(Your goal):
Only the number is requested. Tally the lines of the data that hold the string "StoreError".
------------------------------------------------
//! DurableStore - best-effort file persistence for store snapshots.
//!
//! The whole dataset round-trips as one JSON value per well-known key. A
//! missing or unwritable file degrades silently to memory-only retention;
//! only a present-but-unparseable snapshot surfaces an error.

use std::collections::{BTreeMap, HashMap};
use std::fs;
use std::io::{self, ErrorKind};
use std::path::{Path, PathBuf};
use std::sync::{Arc, Mutex};

use serde_json::Value;
use tracing::warn;

use super::Document;
use crate::error::StoreError;

/// The full dataset: collection name → document id → fields.
///
/// Documents are keyed in id order, which is also the tie-break order for
/// query results.
pub type Collections = BTreeMap<String, BTreeMap<String, Document>>;

/// Well-known key for the collections snapshot.
pub const COLLECTIONS_KEY: &str = "collections";

/// Well-known key for the current session record.
pub const SESSION_KEY: &str = "session";

struct DurableInner {
    dir: Option<PathBuf>,
    retained: Mutex<HashMap<String, Value>>,
}

/// Best-effort persistence for named snapshot values.
///
/// Clone-friendly via `Arc`; a `Database` and a `SessionStore` typically
/// share one instance.
#[derive(Clone)]
pub struct DurableStore {
    inner: Arc<DurableInner>,
}

impl DurableStore {
    /// File-backed store rooted at a directory. Each key persists as
    /// `<dir>/<key>.json`.
    pub fn at(dir: impl Into<PathBuf>) -> Self {
        DurableStore {
            inner: Arc::new(DurableInner {
                dir: Some(dir.into()),
                retained: Mutex::new(HashMap::new()),
            }),
        }
    }

    /// Store with no persistence medium; snapshots live for the process only.
    pub fn in_memory() -> Self {
        DurableStore {
            inner: Arc::new(DurableInner {
                dir: None,
                retained: Mutex::new(HashMap::new()),
            }),
        }
    }

    /// Whether this store writes snapshots to disk.
    pub fn is_persistent(&self) -> bool {
        self.inner.dir.is_some()
    }

    /// Load the snapshot under `key`.
    ///
    /// The retained in-memory copy wins when present (it is the latest
    /// snapshot this process has seen). A missing or unreadable file yields
    /// `Ok(None)`; an unparseable file yields `StoreError::Unavailable`.
    pub fn load(&self, key: &str) -> Result<Option<Value>, StoreError> {
        {
            let retained = self.retained()?;
            if let Some(value) = retained.get(key) {
                return Ok(Some(value.clone()));
            }
        }
        let Some(dir) = &self.inner.dir else {
            return Ok(None);
        };
        let path = Self::file_path(dir, key);
        match fs::read(&path) {
            Ok(bytes) => serde_json::from_slice(&bytes)
                .map(Some)
                .map_err(|e| StoreError::Unavailable(format!("{}: {}", path.display(), e))),
            Err(e) if e.kind() == ErrorKind::NotFound => Ok(None),
            Err(e) => {
                warn!(path = %path.display(), error = %e, "snapshot unreadable, treating as absent");
                Ok(None)
            }
        }
    }

    /// Persist the snapshot under `key`.
    ///
    /// The value is always retained in memory; a failed file write is logged
    /// and otherwise swallowed, so a same-process `load` still sees it.
    pub fn save(&self, key: &str, value: &Value) -> Result<(), StoreError> {
        self.retained()?.insert(key.to_string(), value.clone());
        if let Some(dir) = &self.inner.dir {
            if let Err(e) = Self::write_file(dir, key, value) {
                warn!(key, error = %e, "snapshot not persisted, retained in memory only");
            }
        }
        Ok(())
    }

    fn retained(&self) -> Result<std::sync::MutexGuard<'_, HashMap<String, Value>>, StoreError> {
        self.inner
            .retained
            .lock()
            .map_err(|_| StoreError::Storage("durable store retained map poisoned".into()))
    }

    fn file_path(dir: &Path, key: &str) -> PathBuf {
        dir.join(format!("{}.json", key))
    }

    fn write_file(dir: &Path, key: &str, value: &Value) -> io::Result<()> {
        fs::create_dir_all(dir)?;
        let bytes = serde_json::to_vec(value).map_err(|e| io::Error::new(ErrorKind::InvalidData, e))?;
        fs::write(Self::file_path(dir, key), bytes)
    }
}

#[cfg(test)]
mod tests {
    use super::*;
    use serde_json::json;

    #[test]
    fn file_round_trip() {
        let dir = tempfile::TempDir::new().unwrap();
        let store = DurableStore::at(dir.path());
        store
            .save(COLLECTIONS_KEY, &json!({"offerings": {"o1": {"price": 50}}}))
            .unwrap();

        // a fresh store over the same directory reads it back from disk
        let reopened = DurableStore::at(dir.path());
        let loaded = reopened.load(COLLECTIONS_KEY).unwrap().unwrap();
        assert_eq!(loaded["offerings"]["o1"]["price"], json!(50));
    }

    #[test]
    fn missing_file_is_silent() {
        let dir = tempfile::TempDir::new().unwrap();
        let store = DurableStore::at(dir.path());
        assert_eq!(store.load(COLLECTIONS_KEY).unwrap(), None);
    }

    #[test]
    fn corrupt_file_is_unavailable() {
        let dir = tempfile::TempDir::new().unwrap();
        fs::write(dir.path().join("collections.json"), b"{not json").unwrap();
        let store = DurableStore::at(dir.path());
        assert!(matches!(
            store.load(COLLECTIONS_KEY),
            Err(StoreError::Unavailable(_))
        ));
    }

    #[test]
    fn memory_only_retains_within_process() {
        let store = DurableStore::in_memory();
        assert!(!store.is_persistent());
        assert_eq!(store.load(SESSION_KEY).unwrap(), None);

        store.save(SESSION_KEY, &json!({"uid": "u1"})).unwrap();
        assert_eq!(
            store.load(SESSION_KEY).unwrap(),
            Some(json!({"uid": "u1"}))
        );
    }

    #[test]
    fn retained_copy_wins_over_file() {
        let dir = tempfile::TempDir::new().unwrap();
        let store = DurableStore::at(dir.path());
        store.save(COLLECTIONS_KEY, &json!({"a": {}})).unwrap();

        // clobber the file behind the store's back; the retained copy still wins
        fs::write(dir.path().join("collections.json"), b"{}").unwrap();
        assert_eq!(store.load(COLLECTIONS_KEY).unwrap(), Some(json!({"a": {}})));
    }
}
------------------------------------------------
(Result of the task):
8